3) Ja, die Masse der Deutschen ist so doof, wie BildBlog suggeriert. Ich bin der Meinung, dass das Proletariat Deutschlands (das ich für die dominierende Schicht in der BRD halte) überwiegend die Meinungen der BILD übernimmt und verbreitet. Die BILD-Zeitung betreibt einen Publizisimus auf unterstem Niveau und eine Auflage von knapp 4 Millionen Exemplaren bundesweit spricht für die Dummheit der Deutschen. Auch, dass das Boulevardblatt BILD das meistzitierte Medium ist, sollte einem zu denken geben.
4) Da hat lupo schon alles gesagt.
5) Ich halte die Kritik von BildBlog für alles andere als “blind”. Im Gegenteil: BildBlog macht sich die Mühe, alle zu kritisierenden Themen nocheinmal nachzurecherchieren. Er übernimmt damit die Aufgabe, die die BILD nicht in der Lage war umzusetzen. Blind wäre es, wenn man oberflächlich argumentieren würde. Das tut BildBlog jedoch nicht.

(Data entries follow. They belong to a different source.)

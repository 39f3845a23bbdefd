use std::path::PathBuf;
use std::sync::Mutex;

use async_trait::async_trait;
use ort::inputs;
use ort::session::Session;
use ort::value::Tensor;
use tokenizers::Tokenizer;

use crate::circuit_breaker::{CircuitBreaker, CircuitBreakerConfig};
use crate::error::{QualityError, QualityResult};
use crate::retry::{with_retry, RetryConfig};
use crate::scorer::Scorer;
use crate::types::{Score, ScoreInput};

/// How to turn the model's raw output into a [0,1] quality score.
#[derive(Debug, Clone, Copy)]
pub enum Interpretation {
    /// Output is a single logit (cross-encoder reranker); squash with sigmoid.
    Logit,
    /// Output is a last-hidden-state tensor; mean-pool over the sequence
    /// (respecting the attention mask), L2-normalize, then project onto a
    /// fixed "quality direction" before squashing.
    MeanPooledEmbedding,
}

#[derive(Debug, Clone)]
pub struct NeuralConfig {
    pub model_path: PathBuf,
    pub tokenizer_path: PathBuf,
    pub max_sequence_length: usize,
    pub vocab_size: usize,
    pub interpretation: Interpretation,
    pub quality_direction: Vec<f32>,
    pub cost_per_call: f64,
    pub circuit_breaker: CircuitBreakerConfig,
    pub retry: RetryConfig,
}

fn sigmoid(x: f32) -> f64 {
    (1.0 / (1.0 + (-x).exp())) as f64
}

/// Neural cross-encoder/embedder scorer, wrapped in a circuit breaker and
/// retry so a flaky inference runtime cannot stall the chain: after
/// `failure_threshold` consecutive failures the breaker trips and `score`
/// fails fast rather than spending a retry budget per call.
pub struct NeuralScorer {
    config: NeuralConfig,
    tokenizer: Tokenizer,
    session: Mutex<Session>,
    breaker: CircuitBreaker,
}

impl NeuralScorer {
    pub fn load(config: NeuralConfig) -> QualityResult<Self> {
        let tokenizer = Tokenizer::from_file(&config.tokenizer_path)
            .map_err(|e| QualityError::Backend(format!("tokenizer load failed: {e}")))?;
        let session = Session::builder()
            .and_then(|b| b.commit_from_file(&config.model_path))
            .map_err(|e| QualityError::Backend(format!("model load failed: {e}")))?;
        let breaker = CircuitBreaker::new(config.circuit_breaker.clone());
        Ok(Self {
            config,
            tokenizer,
            session: Mutex::new(session),
            breaker,
        })
    }

    fn encode(&self, text: &str) -> QualityResult<(Vec<i64>, Vec<i64>)> {
        let encoding = self
            .tokenizer
            .encode(text, true)
            .map_err(|e| QualityError::Backend(format!("tokenize failed: {e}")))?;
        let ids = encoding.get_ids();

        if ids.iter().any(|&id| id as usize >= self.config.vocab_size) {
            return Err(QualityError::UnsupportedContent(
                "token id outside model vocabulary range".into(),
            ));
        }

        let max_len = self.config.max_sequence_length;
        let mut input_ids: Vec<i64> = ids.iter().take(max_len).map(|&id| id as i64).collect();
        let mut attention_mask = vec![1i64; input_ids.len()];
        while input_ids.len() < max_len {
            input_ids.push(0);
            attention_mask.push(0);
        }
        Ok((input_ids, attention_mask))
    }

    fn run_inference(&self, input_ids: &[i64], attention_mask: &[i64]) -> QualityResult<f64> {
        let mut session = self
            .session
            .lock()
            .map_err(|_| QualityError::Backend("session lock poisoned".into()))?;

        let seq_len = input_ids.len();
        let input_ids_tensor = Tensor::from_array(([1usize, seq_len], input_ids.to_vec()))
            .map_err(|e| QualityError::Backend(format!("input_ids tensor build failed: {e}")))?;
        let attention_mask_tensor = Tensor::from_array(([1usize, seq_len], attention_mask.to_vec()))
            .map_err(|e| QualityError::Backend(format!("attention_mask tensor build failed: {e}")))?;

        let outputs = session
            .run(inputs![
                "input_ids" => input_ids_tensor,
                "attention_mask" => attention_mask_tensor,
            ])
            .map_err(|e| QualityError::Backend(format!("inference failed: {e}")))?;

        let (shape, data) = outputs[0]
            .try_extract_raw_tensor::<f32>()
            .map_err(|e| QualityError::Backend(format!("output tensor extract failed: {e}")))?;

        match self.config.interpretation {
            Interpretation::Logit => {
                let logit = *data
                    .first()
                    .ok_or_else(|| QualityError::Backend("model returned empty logit tensor".into()))?;
                Ok(self.interpret(logit))
            }
            Interpretation::MeanPooledEmbedding => {
                let hidden_dim = *shape.last().unwrap_or(&(data.len() as i64)) as usize;
                let pooled = mean_pool(data, attention_mask, hidden_dim);
                Ok(self.project(&pooled))
            }
        }
    }

    fn interpret(&self, logit: f32) -> f64 {
        sigmoid(logit)
    }

    /// Projects a pooled embedding onto the configured quality direction and
    /// squashes the result into `[0, 1]`.
    fn project(&self, embedding: &[f32]) -> f64 {
        let projected: f32 = embedding
            .iter()
            .zip(self.config.quality_direction.iter())
            .map(|(v, d)| v * d)
            .sum();
        sigmoid(projected)
    }
}

/// Mean-pools a flattened `[seq_len, hidden_dim]` hidden-state tensor over
/// the sequence dimension, counting only positions where `attention_mask`
/// is nonzero.
fn mean_pool(hidden_states: &[f32], attention_mask: &[i64], hidden_dim: usize) -> Vec<f32> {
    if hidden_dim == 0 {
        return Vec::new();
    }
    let mut pooled = vec![0f32; hidden_dim];
    let mut count = 0f32;
    for (row, &mask) in hidden_states.chunks(hidden_dim).zip(attention_mask) {
        if mask == 0 {
            continue;
        }
        for (acc, v) in pooled.iter_mut().zip(row) {
            *acc += v;
        }
        count += 1.0;
    }
    if count > 0.0 {
        for v in &mut pooled {
            *v /= count;
        }
    }
    pooled
}

#[async_trait]
impl Scorer for NeuralScorer {
    fn name(&self) -> &str {
        "neural"
    }

    async fn score(&self, input: &ScoreInput) -> QualityResult<Score> {
        if !self.breaker.allow_request() {
            return Err(QualityError::CircuitOpen);
        }
        let (input_ids, attention_mask) = self.encode(&input.text)?;

        let result = with_retry(&self.config.retry, || async {
            self.run_inference(&input_ids, &attention_mask)
        })
        .await;

        match result {
            Ok(value) => {
                self.breaker.record_success();
                Ok(Score::new(value, 0.9))
            }
            Err(e) => {
                self.breaker.record_failure();
                Err(e)
            }
        }
    }

    fn available(&self) -> bool {
        self.breaker.allow_request()
    }

    fn cost(&self) -> f64 {
        self.config.cost_per_call
    }
}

Mir ist es übrigens auch lieber, dass sich die Leute, die BildBlog lesen, als “Könige” fühlen, als dass Leser der BILD-Zeitung mit ihren Stammtischbrüdern eine Meinung über die Themen bilden, die am gleichen Tag publiziert wurden. Denn da kommt nur ohnehin nur der gleiche Unsinn bei raus: Die Amerikaner seien alle böse, Der Iraker sitzt auf UNSEREM Öl, alle Politiker haben keine Ahnung und sind opportunistisch.
Deswegen sollte man BildBlog als das was es ist respektieren und nicht gleich wieder alles schlecht reden, nur um ein Opponent zu sein.